Its return type is 'Equal Nat (plus zero n) n', and its return value is 'refl Nat n'. The definition of 'refl' tells us that value has type 'Equal Nat n n', so this function is only well-typed iff 'Equal Nat (plus zero n) n' is the same as 'Equal Nat n n'.

These two expressions are not "intensionally equal" (i.e. they aren't the same sequence of symbols). However, Idris is a bit more lenient, and will accept 'beta-equivalence' (i.e. running them gives intensionally-equal results). In this case, we could run the function call 'plus zero n' to see if it returns 'n'.

However, there's a problem: Idris (like most programming languages) is call-by-value, so it evaluates all of the arguments of a function call before evaluating the function body. For example, consider how the following program is evaluated:

  times zero     y = zero
  times (succ x) y = plus y (times x y)

  double x = plus x x
  square x = times x x
  doubleThenSquare x = square (double x)


  doubleThenSquare (succ zero)
  square (double (succ zero))
  square (plus (succ zero) (succ zero))
  square (succ (plus zero (succ zero)))
  square (succ (succ zero))
  times (succ (succ zero)) (succ (succ zero))
  plus (succ (succ zero)) (times (succ zero) (succ (succ zero)))
  plus (succ (succ zero)) (plus (succ (succ zero)) (times zero (succ (succ zero))))
  plus (succ (succ zero)) (plus (succ (succ zero)) zero)
  plus (succ (succ zero)) (succ (plus (succ zero) zero))
  plus (succ (succ zero)) (succ (succ (plus zero zero)))
  plus (succ (succ zero)) (succ (succ zero))
  succ (plus (succ zero) (succ (succ zero)))
  succ (succ (plus zero (succ (succ zero))))
  succ (succ (succ (succ zero)))
This evaluation strategy doesn't work for our 'plus zero n' example, since we don't know the value of 'n'. Our type must be correct for all n, which includes values like 'zeroLeftIdentity (doubleThenSquare (succ zero))'. We just saw that call-by-value evaluates arguments first, which would have the type 'Equal Nat (plus zero (doubleThenSquare (succ zero))) (doubleThenSquare (succ zero))', which would reduce like this via call-by-value:

  Equal Nat (plus zero (doubleThenSquare (succ zero))) (doubleThenSquare (succ zero))
  Equal Nat (plus zero (square (double (succ zero)))) (square (double (succ zero)))
  ...
  Equal Nat (plus zero (succ (succ (succ (succ zero))))) (succ (succ (succ (succ zero)))) 
  Equal Nat (succ (succ (succ (succ zero)))) (succ (succ (succ (succ zero))))
Notice that the call to 'plus zero _' was the last thing we evaluated, since call-by-value requires that its arguments ('zero' and 'doubleThenSquare (succ zero)') be fully-evaluated first. Going back to the general case, where we don't know what 'n' is, we cannot evaluate the type 'Equal Nat (plus zero n) n' any further; it's "stuck".

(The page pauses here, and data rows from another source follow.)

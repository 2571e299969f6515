//! Subscription billing: usage, overage and plan changes

mod plan_change;
mod usage;
mod workflow;

pub use plan_change::{PlanChangePreview, apply_plan_change, preview_plan_change};
pub use usage::{
    InvoiceAmounts, Usage, UsageLevel, compute_usage, invoice_amounts,
    recompute_subscription_usage, validate_plan,
};
pub use workflow::{
    SubscriptionOverview, SubscriptionView, change_plan, preview_change, subscription_overview,
};

use shared::error::{AppError, ErrorCode};
use thiserror::Error;

/// Billing rule violations
///
/// `SubscriptionCancelled` and `AlreadyOnPlan` are the invalid plan
/// transitions.
#[derive(Debug, Clone, PartialEq, Error)]
pub enum BillingError {
    #[error("Cannot change plan on a cancelled subscription")]
    SubscriptionCancelled,

    #[error("Plan {0} is already the current plan")]
    AlreadyOnPlan(String),

    #[error("Invalid plan: {0}")]
    InvalidPlan(String),
}

impl BillingError {
    pub fn is_invalid_transition(&self) -> bool {
        matches!(self, Self::SubscriptionCancelled | Self::AlreadyOnPlan(_))
    }
}

impl From<BillingError> for AppError {
    fn from(err: BillingError) -> Self {
        match err {
            BillingError::SubscriptionCancelled => AppError::new(ErrorCode::SubscriptionCancelled),
            BillingError::AlreadyOnPlan(plan_id) => {
                AppError::new(ErrorCode::PlanAlreadyCurrent).with_detail("plan_id", plan_id)
            }
            BillingError::InvalidPlan(msg) => AppError::with_message(ErrorCode::PlanInvalid, msg),
        }
    }
}
//! Dashboard HTTP server
//!
//! Thin axum surface over the loyalty core: cashback sales, subscription
//! usage and plan changes, and plan checkout through the payment gateway.

pub mod api;
pub mod auth;
pub mod config;
pub mod state;
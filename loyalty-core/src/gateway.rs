//! Payment gateway contract
//!
//! The gateway is an external collaborator reached over HTTP. The core only
//! depends on [`PaymentGateway`]; the `asaas-client` crate implements it.

use async_trait::async_trait;
use chrono::NaiveDate;
use serde::{Deserialize, Serialize};
use shared::document::TaxId;
use shared::error::{AppError, ErrorCode};
use shared::models::{BillingMethod, Merchant};
use shared::money::Money;
use thiserror::Error;

use crate::store::MerchantStore;

/// Charge to be created at the gateway
#[derive(Debug, Clone, PartialEq, Serialize)]
pub struct NewCharge {
    pub customer_id: String,
    pub method: BillingMethod,
    pub amount: Money,
    pub due_date: NaiveDate,
    pub description: String,
    pub external_reference: String,
    /// Sent so a retried request cannot create a second charge
    pub idempotency_key: Option<String>,
}

/// Charge as the gateway reports it
#[derive(Debug, Clone, PartialEq, Serialize, Deserialize)]
pub struct Charge {
    pub id: String,
    pub status: String,
    pub amount: Money,
    /// Hosted invoice / card checkout page
    #[serde(default)]
    pub checkout_url: Option<String>,
    #[serde(default)]
    pub external_reference: Option<String>,
}

/// PIX QR code for a charge
#[derive(Debug, Clone, PartialEq, Serialize, Deserialize)]
pub struct PixPayload {
    /// PNG, base64 encoded
    pub qr_image_base64: String,
    /// Copy-and-paste payload
    pub qr_text: String,
    #[serde(default)]
    pub expires_at: Option<String>,
}

#[derive(Debug, Clone, PartialEq, Error)]
pub enum GatewayError {
    /// Validation errors reported by the gateway, in order
    #[error("Gateway rejected the request: {}", .0.join(", "))]
    Rejected(Vec<String>),

    #[error("Not found at gateway: {0}")]
    NotFound(String),

    #[error("Network error: {0}")]
    Network(String),

    #[error("Gateway request timed out")]
    Timeout,

    #[error("Invalid gateway response: {0}")]
    InvalidResponse(String),
}

impl GatewayError {
    /// Rejection reasons joined for display
    pub fn user_message(&self) -> Option<String> {
        match self {
            Self::Rejected(reasons) if !reasons.is_empty() => Some(reasons.join(", ")),
            _ => None,
        }
    }
}

impl From<GatewayError> for AppError {
    fn from(err: GatewayError) -> Self {
        match &err {
            GatewayError::Rejected(_) => match err.user_message() {
                Some(msg) => AppError::with_message(ErrorCode::GatewayRejected, msg),
                None => AppError::new(ErrorCode::GatewayRejected),
            },
            GatewayError::NotFound(what) => {
                AppError::new(ErrorCode::ChargeNotFound).with_detail("resource", what.clone())
            }
            GatewayError::Network(_) => AppError::new(ErrorCode::NetworkError),
            GatewayError::Timeout => AppError::new(ErrorCode::TimeoutError),
            GatewayError::InvalidResponse(_) => AppError::new(ErrorCode::PaymentFailed),
        }
    }
}

#[async_trait]
pub trait PaymentGateway: Send + Sync {
    /// Gateway customer id registered under this tax document
    async fn find_customer_by_tax_id(&self, tax_id: &TaxId) -> Result<Option<String>, GatewayError>;

    /// Existing charge created with this external reference
    async fn find_charge_by_reference(
        &self,
        external_reference: &str,
    ) -> Result<Option<Charge>, GatewayError>;

    /// Charge by gateway id; `None` when unknown or deleted
    async fn find_charge(&self, charge_id: &str) -> Result<Option<Charge>, GatewayError>;

    async fn create_charge(&self, charge: &NewCharge) -> Result<Charge, GatewayError>;

    /// QR payload of a PIX charge; `NotFound` when the charge has none
    async fn pix_payload(&self, charge_id: &str) -> Result<PixPayload, GatewayError>;
}

/// Gateway customer id for a merchant (cache-aside)
///
/// Uses the cached id when present. Otherwise looks the merchant up by CNPJ
/// and writes the result back. A merchant unknown to the gateway is an
/// onboarding gap: no customer is created on its behalf.
pub async fn resolve_gateway_customer<G, S>(
    gateway: &G,
    store: &S,
    merchant: &Merchant,
) -> Result<String, AppError>
where
    G: PaymentGateway + ?Sized,
    S: MerchantStore + ?Sized,
{
    if let Some(cached) = merchant
        .gateway_customer_id
        .as_deref()
        .filter(|id| !id.is_empty())
    {
        return Ok(cached.to_string());
    }

    let raw = merchant
        .cnpj
        .as_deref()
        .filter(|c| !c.trim().is_empty())
        .ok_or_else(|| AppError::new(ErrorCode::MerchantTaxIdMissing))?;
    let tax_id = TaxId::parse(raw).map_err(|_| {
        tracing::warn!(merchant_id = %merchant.id, "Merchant tax document fails validation");
        AppError::new(ErrorCode::MerchantTaxIdMissing)
    })?;

    let customer_id = gateway
        .find_customer_by_tax_id(&tax_id)
        .await
        .map_err(|e| {
            tracing::error!(merchant_id = %merchant.id, %e, "Gateway customer lookup failed");
            AppError::from(e)
        })?
        .ok_or_else(|| {
            tracing::warn!(merchant_id = %merchant.id, "Merchant not registered at gateway");
            AppError::new(ErrorCode::MerchantNotRegistered)
        })?;

    if let Err(e) = store.set_gateway_customer_id(&merchant.id, &customer_id).await {
        // Lookup succeeded; the next request just repeats it
        tracing::warn!(merchant_id = %merchant.id, %e, "Failed to cache gateway customer id");
    }

    Ok(customer_id)
}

However, we can use a different evaluation strategy, for example call-by-need (AKA "lazy evaluation", as used by e.g. Haskell and Nix). In that case we evaluate function bodies before evaluating their arguments (treating arguments more like local variables). If we use call-by-need, the above reduces like this:

  Equal Nat (plus zero (doubleThenSquare (succ zero))) (doubleThenSquare (succ zero))
  Equal Nat (let y = doubleThenSquare (succ zero) in y) (doubleThenSquare (succ zero))
  Equal Nat (doubleThenSquare (succ zero)) (doubleThenSquare (succ zero))
  Equal Nat (let x = succ zero in square (double x)) (let x = succ zero in square (double x))
  Equal Nat (let x = succ zero; x2 = double x in times x2 x2) (let x = succ zero; x2 = double x in times x2 x2)
  ...
  Equal Nat (succ (succ (succ (succ zero)))) (succ (succ (succ (succ zero))))
Notice in this case that we don't actually need to fully-evaluate these expressions: they matched the required pattern by the third line! Since the actual value of 'n' is irrelevant for those first few lines (it's just getting passed around unevaluated), that works for all n, which is what we need, i.e. 'Equal Nat (plus zero n) n' reduces (lazily) to 'Equal Nat n n', and hence the type of 'refl Nat n' is beta-equivalent to 'Equal (plus zero n) n', and hence zeroLeftIdentity is well-typed.

Hence type-checking tends to use call-by-need (or the less-efficient call-by-name) evaluation, since it prevents expressions involving unknown variables from "getting stuck" unnecessarily; even when the actual language we're checking uses some other strategy, like call-by-value.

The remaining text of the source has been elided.